*Source material*
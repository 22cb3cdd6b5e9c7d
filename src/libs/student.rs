//! Student model and registration input.

use crate::libs::error::{RegisterError, Result};
use serde::{Deserialize, Serialize};

/// A registered student.
///
/// Immutable once added; corrections go through removal and
/// re-registration. The serialized field names are the persisted layout,
/// so they must not change.
#[derive(Debug, Clone, PartialEq, Eq, Serialize, Deserialize)]
pub struct Student {
    pub id: String,
    pub name: String,
    pub class: String,
    pub email: String,
}

/// Raw field values for a student about to be registered.
#[derive(Debug, Clone, Default)]
pub struct NewStudent {
    pub id: String,
    pub name: String,
    pub class: String,
    pub email: String,
}

impl NewStudent {
    /// Trims every field and validates the required ones.
    ///
    /// `id` and `name` must be non-empty after trimming; `class` and
    /// `email` may stay blank.
    pub fn into_student(self) -> Result<Student> {
        let student = Student {
            id: self.id.trim().to_string(),
            name: self.name.trim().to_string(),
            class: self.class.trim().to_string(),
            email: self.email.trim().to_string(),
        };
        if student.id.is_empty() {
            return Err(RegisterError::InvalidInput("student id must not be empty".to_string()));
        }
        if student.name.is_empty() {
            return Err(RegisterError::InvalidInput("student name must not be empty".to_string()));
        }
        Ok(student)
    }
}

*Work to complete*
Each entry, exactly as written, should be set down once more.

*Exercise result*
repository 22cb3cdd6b5e9c7d
filename src/libs/student.rs
//! Student model and registration input.

use crate::libs::error::{RegisterError, Result};
use serde::{Deserialize, Serialize};

/// A registered student.
///
/// Immutable once added; corrections go through removal and
/// re-registration. The serialized field names are the persisted layout,
/// so they must not change.
#[derive(Debug, Clone, PartialEq, Eq, Serialize, Deserialize)]
pub struct Student {
    pub id: String,
    pub name: String,
    pub class: String,
    pub email: String,
}

/// Raw field values for a student about to be registered.
#[derive(Debug, Clone, Default)]
pub struct NewStudent {
    pub id: String,
    pub name: String,
    pub class: String,
    pub email: String,
}

impl NewStudent {
    /// Trims every field and validates the required ones.
    ///
    /// `id` and `name` must be non-empty after trimming; `class` and
    /// `email` may stay blank.
    pub fn into_student(self) -> Result<Student> {
        let student = Student {
            id: self.id.trim().to_string(),
            name: self.name.trim().to_string(),
            class: self.class.trim().to_string(),
            email: self.email.trim().to_string(),
        };
        if student.id.is_empty() {
            return Err(RegisterError::InvalidInput("student id must not be empty".to_string()));
        }
        if student.name.is_empty() {
            return Err(RegisterError::InvalidInput("student name must not be empty".to_string()));
        }
        Ok(student)
    }
}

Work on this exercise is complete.